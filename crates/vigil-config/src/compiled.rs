//! Validation of the parsed document into its runtime form.

use std::collections::{HashMap, HashSet};

use tracing::info;

use vigil_alerts::{compile_rules, CompiledInhibitRule};
use vigil_notify::Receiver;
use vigil_routing::RouteTree;
use vigil_slo::{BurnRateRule, SliDefinition, SloObjective};

use crate::error::{ConfigError, Result};
use crate::schema::{ConfigDocument, EngineConfig};

/// A fully validated configuration, ready for the engine.
///
/// Produced by [`ConfigDocument::validate`]. Compilation is
/// all-or-nothing; on any error the currently installed configuration
/// is left untouched.
#[derive(Debug)]
pub struct CompiledConfig {
    /// SLI definitions by name.
    pub slis: HashMap<String, SliDefinition>,
    /// Validated objectives, in document order.
    pub objectives: Vec<SloObjective>,
    /// The compiled routing tree.
    pub route: RouteTree,
    /// Compiled inhibition rules.
    pub inhibit_rules: Vec<CompiledInhibitRule>,
    /// Built receivers by name.
    pub receivers: HashMap<String, Receiver>,
    /// Engine loop settings.
    pub engine: EngineConfig,
}

impl CompiledConfig {
    /// Looks up the SLI definition an objective references.
    ///
    /// Validation guarantees the reference resolves, so `None` only
    /// means the objective belongs to a different snapshot.
    #[must_use]
    pub fn sli_for(&self, objective: &SloObjective) -> Option<&SliDefinition> {
        self.slis.get(&objective.sli)
    }
}

impl ConfigDocument {
    /// Validates the document and compiles it into runtime form.
    pub fn validate(&self) -> Result<CompiledConfig> {
        let receivers = self.build_receivers()?;
        let slis = self.build_slis()?;
        let objectives = self.build_objectives(&slis)?;

        let known: HashSet<String> = receivers.keys().cloned().collect();
        let route = RouteTree::compile(&self.route.to_route(), &known)?;
        let inhibit_rules = compile_rules(&self.inhibit_rules)?;
        let engine = self.validated_engine()?;

        info!(
            slis = slis.len(),
            slos = objectives.len(),
            receivers = receivers.len(),
            inhibit_rules = inhibit_rules.len(),
            "config validated"
        );

        Ok(CompiledConfig {
            slis,
            objectives,
            route,
            inhibit_rules,
            receivers,
            engine,
        })
    }

    fn build_receivers(&self) -> Result<HashMap<String, Receiver>> {
        let mut receivers = HashMap::with_capacity(self.receivers.len());
        for config in &self.receivers {
            let receiver = config.build()?;
            if receivers.insert(config.name.clone(), receiver).is_some() {
                return Err(ConfigError::DuplicateReceiver {
                    name: config.name.clone(),
                });
            }
        }
        Ok(receivers)
    }

    fn build_slis(&self) -> Result<HashMap<String, SliDefinition>> {
        let mut slis = HashMap::with_capacity(self.slis.len());
        for config in &self.slis {
            let sli = SliDefinition::new(
                &config.service,
                &config.name,
                &config.good_query,
                &config.total_query,
                config.window,
            )
            .map_err(|e| ConfigError::InvalidSli {
                name: config.name.clone(),
                reason: e.to_string(),
            })?;
            if slis.insert(config.name.clone(), sli).is_some() {
                return Err(ConfigError::DuplicateSli {
                    name: config.name.clone(),
                });
            }
        }
        Ok(slis)
    }

    fn build_objectives(
        &self,
        slis: &HashMap<String, SliDefinition>,
    ) -> Result<Vec<SloObjective>> {
        let mut seen = HashSet::with_capacity(self.slos.len());
        let mut objectives = Vec::with_capacity(self.slos.len());

        for config in &self.slos {
            if !seen.insert(config.name.clone()) {
                return Err(ConfigError::DuplicateSlo {
                    name: config.name.clone(),
                });
            }
            if !slis.contains_key(&config.sli) {
                return Err(ConfigError::UnknownSli {
                    slo: config.name.clone(),
                    sli: config.sli.clone(),
                });
            }

            let invalid = |e: vigil_slo::SloError| ConfigError::InvalidSlo {
                name: config.name.clone(),
                reason: e.to_string(),
            };

            let mut rules = Vec::with_capacity(config.burn_rules.len());
            for rule in &config.burn_rules {
                let mut compiled = BurnRateRule::new(
                    rule.short_window,
                    rule.long_window,
                    rule.factor,
                    rule.severity,
                )
                .map_err(invalid)?;
                if let Some(hold) = rule.hold_for {
                    compiled = compiled.hold_for(hold);
                }
                rules.push(compiled);
            }

            let objective = SloObjective::builder(&config.name, &config.sli)
                .target(config.target)
                .compliance_period(config.compliance_period)
                .rules(rules)
                .build()
                .map_err(invalid)?;
            objectives.push(objective);
        }
        Ok(objectives)
    }

    fn validated_engine(&self) -> Result<EngineConfig> {
        let engine = self.engine.clone();
        if engine.tick_interval.is_zero() {
            return Err(ConfigError::InvalidEngine {
                reason: "tick_interval must be positive".to_string(),
            });
        }
        if engine.max_concurrent_evaluations == 0 {
            return Err(ConfigError::InvalidEngine {
                reason: "max_concurrent_evaluations must be at least 1".to_string(),
            });
        }
        if engine.query_timeout.is_zero() {
            return Err(ConfigError::InvalidEngine {
                reason: "query_timeout must be positive".to_string(),
            });
        }
        Ok(engine)
    }
}
//! Vigil daemon binary entrypoint.

use std::process::ExitCode;
use std::sync::Arc;

use anyhow::Context;
use chrono::Utc;
use clap::Parser;
use tokio::net::TcpListener;
use tokio::sync::watch;
use tracing::{info, warn};
use tracing_subscriber::EnvFilter;

use vigil_alerts::SnapshotStore;
use vigil_config::{ConfigDocument, SharedConfig};
use vigil_metrics::{InMemoryMetricSource, MetricSource};
use vigil_notify::{Dispatcher, DispatcherStats, RetryPolicy};

use vigild::cli::Cli;
use vigild::engine::Engine;
use vigild::routes::create_router;
use vigild::state::AppState;

#[tokio::main]
async fn main() -> ExitCode {
    tracing_subscriber::fmt()
        .with_env_filter(
            EnvFilter::try_from_default_env().unwrap_or_else(|_| EnvFilter::new("info")),
        )
        .init();

    let cli = Cli::parse();
    match run(cli).await {
        Ok(()) => ExitCode::SUCCESS,
        Err(e) => {
            eprintln!("Error: {e:#}");
            ExitCode::FAILURE
        }
    }
}

async fn run(cli: Cli) -> anyhow::Result<()> {
    let document = ConfigDocument::load(&cli.config)
        .with_context(|| format!("failed to load {}", cli.config.display()))?;
    let compiled = document.validate().context("configuration invalid")?;

    if cli.check {
        println!(
            "{}: ok ({} SLIs, {} SLOs, {} receivers)",
            cli.config.display(),
            compiled.slis.len(),
            compiled.objectives.len(),
            compiled.receivers.len()
        );
        return Ok(());
    }

    info!(
        config = %cli.config.display(),
        slis = compiled.slis.len(),
        slos = compiled.objectives.len(),
        receivers = compiled.receivers.len(),
        "configuration loaded"
    );

    let config = SharedConfig::new(Arc::new(compiled));
    let source: Arc<dyn MetricSource> = Arc::new(InMemoryMetricSource::new());
    let stats = Arc::new(DispatcherStats::new());
    let dispatcher = Dispatcher::new(RetryPolicy::default(), Arc::clone(&stats));
    let snapshots = cli
        .state_dir
        .as_ref()
        .map(|dir| SnapshotStore::new(dir.join("state.json")));

    let (engine, worker) = Engine::new(config.clone(), source, dispatcher, snapshots, Utc::now());
    engine.restore_persisted();

    let state = AppState::new(&cli.config, config, Arc::clone(&engine), stats);
    let router = create_router(state);

    let (shutdown_tx, shutdown_rx) = watch::channel(false);
    let worker_task = tokio::spawn(worker.run());
    let engine_task = tokio::spawn(Arc::clone(&engine).run(shutdown_rx));

    let listener = TcpListener::bind(cli.listen)
        .await
        .with_context(|| format!("failed to bind {}", cli.listen))?;
    info!(addr = %cli.listen, "API listening");

    axum::serve(listener, router)
        .with_graceful_shutdown(shutdown_signal())
        .await
        .context("API server failed")?;

    let _ = shutdown_tx.send(true);
    if let Err(err) = engine_task.await {
        warn!(error = %err, "evaluation loop ended abnormally");
    }
    worker_task.abort();
    info!("vigild stopped");
    Ok(())
}

async fn shutdown_signal() {
    if tokio::signal::ctrl_c().await.is_err() {
        // No signal handler available; park instead of exiting early.
        std::future::pending::<()>().await;
    }
    info!("shutdown signal received");
}
//! The routing tree: where an alert's notifications go and how they group.
//!
//! Routing walks a matcher tree depth-first. The first child whose
//! matchers all hold wins; a matching child with `continue` set lets
//! later siblings collect the alert as well, so one alert can reach
//! several receivers. An alert matching a node but none of its children
//! stays with that node. Grouping parameters inherit down the tree and
//! can be overridden per node.

use std::collections::{HashMap, HashSet};
use std::fmt;
use std::time::Duration;

use tracing::debug;
use vigil_alerts::{compile_all, matches_all, CompiledMatcher, Matcher};

use crate::error::{Result, RoutingError};

/// Default time a new group waits before its first notification.
pub const DEFAULT_GROUP_WAIT: Duration = Duration::from_secs(30);
/// Default spacing between notifications for a changed group.
pub const DEFAULT_GROUP_INTERVAL: Duration = Duration::from_secs(5 * 60);
/// Default re-notification interval for an unchanged firing group.
pub const DEFAULT_REPEAT_INTERVAL: Duration = Duration::from_secs(4 * 60 * 60);

/// One node of the routing tree, as configured.
///
/// Unset grouping fields inherit from the parent node; the root falls
/// back to the crate defaults. A node without a receiver delivers to the
/// nearest ancestor that has one.
#[derive(Debug, Clone, Default, PartialEq)]
pub struct Route {
    /// Matchers an alert must satisfy to enter this node.
    pub matchers: Vec<Matcher>,
    /// Receiver for alerts that stop at this node.
    pub receiver: Option<String>,
    /// Label names notifications are grouped by.
    pub group_by: Option<Vec<String>>,
    /// How long a fresh group waits before its first notification.
    pub group_wait: Option<Duration>,
    /// Minimum spacing between notifications for a changed group.
    pub group_interval: Option<Duration>,
    /// Re-notification interval for an unchanged firing group.
    pub repeat_interval: Option<Duration>,
    /// Whether later siblings keep matching after this node matches.
    pub continue_matching: bool,
    /// Child routes, tried in order.
    pub children: Vec<Route>,
}

/// Effective grouping parameters for one routed alert.
#[derive(Debug, Clone, PartialEq, Eq)]
pub struct RouteDecision {
    /// Receiver to deliver to.
    pub receiver: String,
    /// Labels the notification group is keyed by.
    pub group_by: Vec<String>,
    /// Wait before a fresh group's first notification.
    pub group_wait: Duration,
    /// Spacing between notifications for a changed group.
    pub group_interval: Duration,
    /// Re-notification interval while firing unchanged.
    pub repeat_interval: Duration,
}

impl RouteDecision {
    /// Renders the group key for an alert routed by this decision.
    #[must_use]
    pub fn group_key(&self, labels: &HashMap<String, String>) -> GroupKey {
        GroupKey::new(&self.receiver, &self.group_by, labels)
    }

    /// Extracts the group-by label values from an alert's label set.
    ///
    /// Missing labels appear with empty values so every alert of a group
    /// renders the same label block.
    #[must_use]
    pub fn group_labels(&self, labels: &HashMap<String, String>) -> HashMap<String, String> {
        self.group_by
            .iter()
            .map(|name| {
                let value = labels.get(name).cloned().unwrap_or_default();
                (name.clone(), value)
            })
            .collect()
    }
}

/// Canonical identity of a notification group.
///
/// Rendered as `receiver:{name="value",...}` with names sorted, so the
/// same alert set always lands in the same group regardless of label
/// iteration order.
#[derive(Debug, Clone, PartialEq, Eq, Hash, PartialOrd, Ord)]
pub struct GroupKey(String);

impl GroupKey {
    /// Builds the key for a receiver and the alert's group-by values.
    #[must_use]
    pub fn new(receiver: &str, group_by: &[String], labels: &HashMap<String, String>) -> Self {
        let mut names: Vec<&String> = group_by.iter().collect();
        names.sort();
        names.dedup();

        let pairs: Vec<String> = names
            .into_iter()
            .map(|name| {
                let value = labels.get(name).map_or("", String::as_str);
                format!("{name}={value:?}")
            })
            .collect();
        Self(format!("{receiver}:{{{}}}", pairs.join(",")))
    }

    /// The rendered key.
    #[must_use]
    pub fn as_str(&self) -> &str {
        &self.0
    }
}

impl fmt::Display for GroupKey {
    fn fmt(&self, f: &mut fmt::Formatter<'_>) -> fmt::Result {
        write!(f, "{}", self.0)
    }
}

/// A compiled routing tree ready to route label sets.
#[derive(Debug)]
pub struct RouteTree {
    root: CompiledRoute,
}

#[derive(Debug)]
struct CompiledRoute {
    matchers: Vec<CompiledMatcher>,
    continue_matching: bool,
    decision: RouteDecision,
    children: Vec<CompiledRoute>,
}

impl RouteTree {
    /// Compiles a route tree, resolving receivers and matchers.
    ///
    /// # Errors
    ///
    /// Returns `RoutingError::MissingRootReceiver` if the root has no
    /// receiver, `RoutingError::UnknownReceiver` for a receiver name not
    /// in `known_receivers`, or a matcher compilation error.
    pub fn compile(root: &Route, known_receivers: &HashSet<String>) -> Result<Self> {
        let receiver = root
            .receiver
            .clone()
            .ok_or(RoutingError::MissingRootReceiver)?;

        let defaults = RouteDecision {
            receiver,
            group_by: root
                .group_by
                .clone()
                .unwrap_or_else(|| vec!["alertname".to_string()]),
            group_wait: root.group_wait.unwrap_or(DEFAULT_GROUP_WAIT),
            group_interval: root.group_interval.unwrap_or(DEFAULT_GROUP_INTERVAL),
            repeat_interval: root.repeat_interval.unwrap_or(DEFAULT_REPEAT_INTERVAL),
        };

        Ok(Self {
            root: Self::compile_node(root, defaults, known_receivers)?,
        })
    }

    fn compile_node(
        route: &Route,
        inherited: RouteDecision,
        known_receivers: &HashSet<String>,
    ) -> Result<CompiledRoute> {
        let decision = RouteDecision {
            receiver: route.receiver.clone().unwrap_or(inherited.receiver),
            group_by: route.group_by.clone().unwrap_or(inherited.group_by),
            group_wait: route.group_wait.unwrap_or(inherited.group_wait),
            group_interval: route.group_interval.unwrap_or(inherited.group_interval),
            repeat_interval: route.repeat_interval.unwrap_or(inherited.repeat_interval),
        };

        if !known_receivers.contains(&decision.receiver) {
            return Err(RoutingError::UnknownReceiver {
                receiver: decision.receiver,
            });
        }

        let children = route
            .children
            .iter()
            .map(|child| Self::compile_node(child, decision.clone(), known_receivers))
            .collect::<Result<Vec<_>>>()?;

        Ok(CompiledRoute {
            matchers: compile_all(&route.matchers)?,
            continue_matching: route.continue_matching,
            decision,
            children,
        })
    }

    /// Routes a label set, returning every decision it collects.
    ///
    /// The root matches everything, so the result is never empty.
    #[must_use]
    pub fn route(&self, labels: &HashMap<String, String>) -> Vec<RouteDecision> {
        let mut decisions = Vec::new();
        Self::walk(&self.root, labels, &mut decisions);
        debug!(
            receivers = decisions.len(),
            alertname = %labels.get("alertname").map_or("unknown", String::as_str),
            "routed alert"
        );
        decisions
    }

    /// Descends into `node` (whose matchers already hold). Returns true so
    /// the caller knows the subtree accepted the alert.
    fn walk(
        node: &CompiledRoute,
        labels: &HashMap<String, String>,
        decisions: &mut Vec<RouteDecision>,
    ) -> bool {
        let mut matched_child = false;
        for child in &node.children {
            if !matches_all(&child.matchers, labels) {
                continue;
            }
            Self::walk(child, labels, decisions);
            matched_child = true;
            if !child.continue_matching {
                break;
            }
        }

        if !matched_child {
            decisions.push(node.decision.clone());
        }
        true
    }
}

Assignment:
Say how many lines in the listing above hold "alertname". Give the number only.

Exercise response:
2